Here are the starting positions for the upcoming China-US technology trade war
- China is doing well in IoT, augmented and virtual reality and robotics
- The US dominates in software-driven markets including AI, analytics and cloud
- An intensified trade war threatens to disrupt both countries IT strategies
Anxiety about the US/China trade war and how it might up-end the currently globalized technology market is starting to rise.
IDC which, in common with its peers usually likes to stick to the numbers and to steer clear of anything that might be construed as ‘political’ lest someone somewhere perceives bias, has seized the moment to warn about the dangers of a fracture between the US and China. The two economies, it claims, are already following “different paths to the 3rd Platform as new technologies drive the worldwide ICT market towards $6 trillion in annual spending by 2022.”
IDC says China has emerged as the world leader for spending on the Internet of Things (IoT), AR/VR, and robotics, so that by 2022 it will account for nearly 40 per cent of worldwide robotics spending with almost $80 billion in annual expenditures. It already accounts for more than a quarter of global spending on IoT and AR/VR.
Meanwhile the U.S. occupies the other corner by continuing to dominate spending on software-driven markets. It currently accounts for almost 70 per cent of total spending on artificial intelligence (AI) and more than 50% of big data & analytics (BDA). U.S. annual spending on AI will grow to nearly $50 billion by 2022, while annual BDA investments will reach $140 billion. (see bar chart above).
The trouble is, says IDC, that the current trade war threatens to disrupt both countries and any escalation will be a drag on traditional technologies in the first half of 2019, while spending on new categories would likely begin to slow by 2020 if businesses are forced to reassess their budgets.
If that keeps up it will almost certainly be damaging to the entire global IT market.

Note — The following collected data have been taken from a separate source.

use std::sync::{Arc, Once};
use std::time::Duration;

use bytes::Bytes;
use tokio::sync::mpsc;

use warren::{
    //
    BackoffConfig,
    BrokerConfig,
    Delivery,
    MemoryBroker,
    Reader,
    Supervisor,
    SupervisorState,
    WarrenError,
    Writer,
};

static TRACING: Once = Once::new();

fn init_tracing() {
    TRACING.call_once(|| {
        let _ = tracing_subscriber::fmt()
            .with_env_filter(tracing_subscriber::EnvFilter::from_default_env())
            .with_test_writer()
            .try_init();
    });
}

fn config() -> BrokerConfig {
    BrokerConfig::memory()
        .with_health_check_interval(Some(Duration::from_millis(10)))
        .with_backoff(BackoffConfig {
            multiplier: 2.0,
            initial_delay: Duration::from_millis(5),
            max_delay: Duration::from_millis(25),
        })
}

async fn shared(broker: &MemoryBroker, config: BrokerConfig) -> Supervisor {
    init_tracing();
    Supervisor::establish(Arc::new(broker.clone()), config)
        .await
        .expect("memory broker accepts connections")
}

fn seq(delivery: &Delivery) -> u32 {
    std::str::from_utf8(&delivery.body)
        .expect("utf8 payload")
        .parse()
        .expect("numbered payload")
}

async fn recv(rx: &mut mpsc::Receiver<Delivery>) -> Option<Delivery> {
    tokio::time::timeout(Duration::from_secs(2), rx.recv())
        .await
        .ok()
        .flatten()
}

#[tokio::test]
async fn test_uninterrupted_session_keeps_order() {
    // ---
    let broker = MemoryBroker::new();
    let sup = shared(&broker, config()).await;

    let reader = Reader::new(&sup, "rhtest", "fanout+ad", "").await.unwrap();
    let (tx, mut rx) = mpsc::channel(64);
    reader.start_eating(tx).await.unwrap();

    let (writer, port) = Writer::new(&sup, "rhtest", "fanout+ad", "").await.unwrap();
    writer.start().unwrap();

    const N: u32 = 500;
    let producer = tokio::spawn(async move {
        for i in 1..=N {
            port.send(i.to_string()).await.unwrap();
        }
    });

    for expected in 1..=N {
        let d = recv(&mut rx).await.expect("delivery");
        assert_eq!(seq(&d), expected);
    }
    producer.await.unwrap();

    writer.close().await;
    reader.close().await;
    assert_eq!(sup.state(), SupervisorState::Closed);
}

#[tokio::test]
async fn test_writer_loses_exactly_the_message_in_flight() {
    // ---
    let broker = MemoryBroker::new();
    let sup = shared(&broker, config().with_health_check_interval(None)).await;
    let mut tap = broker.tap("rhtest");

    let (writer, port) = Writer::new(&sup, "rhtest", "fanout+ad", "").await.unwrap();
    writer.start().unwrap();

    for i in 1..=5u32 {
        port.send(i.to_string()).await.unwrap();
    }
    for expected in 1..=5u32 {
        assert_eq!(seq(&tap.recv().await.unwrap()), expected);
    }

    broker.drop_sessions();

    for i in 6..=10u32 {
        port.send(i.to_string()).await.unwrap();
    }

    let mut seen = Vec::new();
    for _ in 7..=10u32 {
        let d = tokio::time::timeout(Duration::from_secs(2), tap.recv())
            .await
            .expect("delivery after reconnect")
            .unwrap();
        seen.push(seq(&d));
    }
    assert_eq!(seen, vec![7, 8, 9, 10]);

    tokio::time::sleep(Duration::from_millis(50)).await;
    assert!(tap.try_recv().is_err());
    assert_eq!(sup.reconnects(), 1);

    writer.close().await;
}

#[tokio::test]
async fn test_broker_outage_loses_at_most_one() {
    // ---
    let broker = MemoryBroker::new();
    let sup = shared(&broker, config()).await;

    let reader = Reader::new(&sup, "rhtest", "fanout+ad", "").await.unwrap();
    let (tx, mut rx) = mpsc::channel(64);
    reader.start_eating(tx).await.unwrap();

    let (writer, port) = Writer::new(&sup, "rhtest", "fanout+ad", "").await.unwrap();
    writer.start().unwrap();

    const N: u32 = 100;
    const K: u32 = 20;

    for i in 1..=K {
        port.send(i.to_string()).await.unwrap();
    }

    let mut received = Vec::new();
    while received.len() < K as usize {
        received.push(seq(&recv(&mut rx).await.expect("delivery before outage")));
    }

    broker.set_online(false);
    for i in K + 1..=N {
        port.send(i.to_string()).await.unwrap();
    }
    tokio::time::sleep(Duration::from_millis(100)).await;
    assert_eq!(sup.state(), SupervisorState::Reconnecting);
    broker.set_online(true);

    while let Some(d) = recv(&mut rx).await {
        received.push(seq(&d));
        if received.last() == Some(&N) {
            break;
        }
    }

    let count = received.len() as u32;
    assert!(count >= N - 1 && count <= N, "received {count} of {N}");
    assert!(received.windows(2).all(|w| w[0] < w[1]), "order broken");
    assert_eq!(sup.reconnects(), 1);

    writer.close().await;
    reader.close().await;
}

#[tokio::test]
async fn test_delete_if_unused_with_active_reader() {
    // ---
    let broker = MemoryBroker::new();
    let sup = shared(&broker, config()).await;

    let reader = Reader::new(&sup, "rhtest", "fanout+ad", "").await.unwrap();
    let (tx, _rx) = mpsc::channel(8);
    reader.start_eating(tx).await.unwrap();

    let (writer, _port) = Writer::new(&sup, "rhtest", "fanout+ad", "").await.unwrap();

    let err = writer.delete(true).await.unwrap_err();
    assert!(matches!(err, WarrenError::ExchangeInUse(_)));
    assert!(broker.exchange("rhtest").is_some());

    writer.delete(false).await.unwrap();
    assert!(broker.exchange("rhtest").is_none());

    let err = writer.delete(false).await.unwrap_err();
    assert!(matches!(err, WarrenError::NotFound(_)));

    writer.close().await;
    reader.close().await;
}

#[tokio::test]
async fn test_auth_failure_after_construction_is_terminal() {
    // ---
    let broker = MemoryBroker::new();
    let sup = shared(&broker, config()).await;

    let (writer, port) = Writer::new(&sup, "rhtest", "fanout", "").await.unwrap();
    writer.start().unwrap();

    broker.reject_credentials(true);
    broker.drop_sessions();

    let mut status = sup.subscribe_state();
    tokio::time::timeout(
        Duration::from_secs(2),
        status.wait_for(|s| s.state == SupervisorState::Closed),
    )
    .await
    .unwrap()
    .unwrap();

    assert!(matches!(port.send("x").await, Err(WarrenError::Terminated(_))));
    assert!(matches!(
        writer.delete(false).await,
        Err(WarrenError::Terminated(_))
    ));

    writer.close().await;
}

#[tokio::test]
async fn test_initial_failures_surface_as_construction_errors() {
    // ---
    init_tracing();
    let broker = MemoryBroker::new();

    broker.set_connect_delay(Some(Duration::from_millis(200)));
    let slow = config().with_connect_timeout(Duration::from_millis(20));
    let err = Writer::with_connector(Arc::new(broker.clone()), slow, "rhtest", "fanout", "")
        .await
        .err()
        .unwrap();
    match err {
        WarrenError::Construction(inner) => {
            assert!(matches!(*inner, WarrenError::ConnectTimeout(_)))
        }
        other => panic!("unexpected {other:?}"),
    }

    broker.set_connect_delay(None);
    broker.reject_credentials(true);
    let err = Reader::with_connector(Arc::new(broker.clone()), config(), "rhtest", "fanout", "")
        .await
        .err()
        .unwrap();
    match err {
        WarrenError::Construction(inner) => assert!(inner.is_auth_failure()),
        other => panic!("unexpected {other:?}"),
    }
}

#[tokio::test]
async fn test_owned_supervisor_closes_with_writer() {
    // ---
    init_tracing();
    let broker = MemoryBroker::new();

    let (writer, port) =
        Writer::with_connector(Arc::new(broker.clone()), config(), "rhtest", "topic+du", "a.b")
            .await
            .unwrap();
    writer.start().unwrap();
    assert_eq!(broker.session_count(), 1);
    assert_eq!(broker.exchange("rhtest").map(|x| x.durable), Some(true));

    let mut tap = broker.tap("rhtest");
    port.send(Bytes::from_static(b"payload")).await.unwrap();
    let d = tap.recv().await.unwrap();
    assert_eq!(d.routing_key, "a.b");

    writer.close().await;
    assert_eq!(broker.session_count(), 0);
    assert!(matches!(port.send("late").await, Err(WarrenError::Closed)));
}

#[tokio::test]
async fn test_stopped_reader_no_longer_blocks_delete() {
    // ---
    let broker = MemoryBroker::new();
    let sup = shared(&broker, config()).await;

    let (writer, _port) = Writer::new(&sup, "rhtest", "fanout", "").await.unwrap();
    let reader = Reader::new(&sup, "rhtest", "fanout", "").await.unwrap();

    let (tx, _rx) = mpsc::channel(8);
    reader.start_eating(tx).await.unwrap();
    assert!(matches!(
        writer.delete(true).await,
        Err(WarrenError::ExchangeInUse(_))
    ));

    reader.stop().await;
    assert_eq!(broker.binding_count("rhtest"), 0);
    writer.delete(true).await.unwrap();
    assert!(broker.exchange("rhtest").is_none());
    reader.close().await;

    // Closing a reader releases its binding too.
    let reader = Reader::new(&sup, "rhtest", "fanout", "").await.unwrap();
    let (tx, _rx) = mpsc::channel(8);
    reader.start_eating(tx).await.unwrap();
    assert_eq!(broker.binding_count("rhtest"), 1);

    reader.close().await;
    assert_eq!(sup.state(), SupervisorState::Connected);
    writer.delete(true).await.unwrap();

    writer.close().await;
    assert_eq!(sup.state(), SupervisorState::Closed);
}

#[tokio::test]
async fn test_backpressured_reader_does_not_stall_writer() {
    // ---
    let broker = MemoryBroker::new();
    let sup = shared(&broker, config().with_delivery_capacity(1)).await;
    let mut tap = broker.tap("rhtest");

    let reader = Reader::new(&sup, "rhtest", "fanout", "").await.unwrap();
    let (tx, mut rx) = mpsc::channel(1);
    reader.start_eating(tx).await.unwrap();

    let (writer, port) = Writer::new(&sup, "rhtest", "fanout", "").await.unwrap();
    writer.start().unwrap();

    for i in 1..=4u32 {
        port.send(i.to_string()).await.unwrap();
    }
    for expected in 1..=4u32 {
        assert_eq!(seq(&tap.recv().await.unwrap()), expected);
    }

    // The reader has not taken a single delivery when the session goes.
    broker.drop_sessions();

    let mut status = sup.subscribe_state();
    tokio::time::timeout(
        Duration::from_secs(2),
        status.wait_for(|s| s.state == SupervisorState::Connected && s.epoch >= 2),
    )
    .await
    .expect("reconnect must not wait for the reader")
    .unwrap();

    for i in 5..=8u32 {
        port.send(i.to_string()).await.unwrap();
    }

    let mut published = Vec::new();
    while published.last() != Some(&8) {
        let d = tokio::time::timeout(Duration::from_secs(2), tap.recv())
            .await
            .expect("writer keeps publishing")
            .unwrap();
        published.push(seq(&d));
    }
    assert!(published.windows(2).all(|w| w[0] < w[1]));

    let mut received = Vec::new();
    while let Some(d) = recv(&mut rx).await {
        received.push(seq(&d));
        if received.last() == Some(&8) {
            break;
        }
    }
    assert_eq!(&received[..4], &[1, 2, 3, 4]);
    assert!(received.windows(2).all(|w| w[0] < w[1]), "order broken");

    writer.close().await;
    reader.close().await;
}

For the U.S., it claims, the risk is that an economic slowdown could damage its leadership in new software categories. For China, the government would be constrained in its stated goal of diversifying the country's economic growth: the famous “Made in China 2025” plan which apparently set off extra warning bells in the White House.
"The U.S. is still leagues ahead of other countries when it comes to software spending in general and early-stage software deployments in particular," said Stephen Minton, vice president, Customer Insights & Analysis at IDC. "That's partly related to general recognition by U.S. firms of the productivity benefits related to software investments, partly to a strong local ecosystem of vendors and channel partners, and also partly to the rapid adoption of cloud computing in recent years. Cloud enables fast, scalable deployment of new software applications and it's no coincidence that the U.S. is also way ahead of other countries when it comes to migration to the cloud."
In 2017, the U.S. accounted for 54% of all cloud-related ICT spending worldwide at $145 billion. This included $70 billion in spending on cloud software, $35 billion on cloud-related IT services, and $10 billion on infrastructure as a service. The U.S. accounted for almost 70% of worldwide cloud software spending, while China accounted for just 1.5%.
IDC is not alone in sensing a likely fracture in the global ICT world. An editorial yesterday in the New York Times raised the spectre of an inevitable fracturing of the internet - not just a US/China split, but a three-way rending, with Europe going off in a slightly different direction. It says that all three spheres - Europe, America and China - are generating sets of rules, regulations and norms that are beginning to rub up against one another - a fracture, it implies, seems inevitable.
Certainly China’s unease with the Internet’s traditional freedom of expression has been long-running and getting more serious - most recently Google, which started off all principled in matters of censorship, appears to have yielded Chinese government oversight of its activities (and users) in China as the price for its getting back into the country after it flounced off in 2010.
A fracture with Europe, however, might be pushing things a bit. The NY Times points to the workings of the GDPR as a sign that Europe is casting itself off from the US, whereas we assume that GDPR is a sign of Europe moving ahead on the privacy front. We’re just waiting for the US to catch up.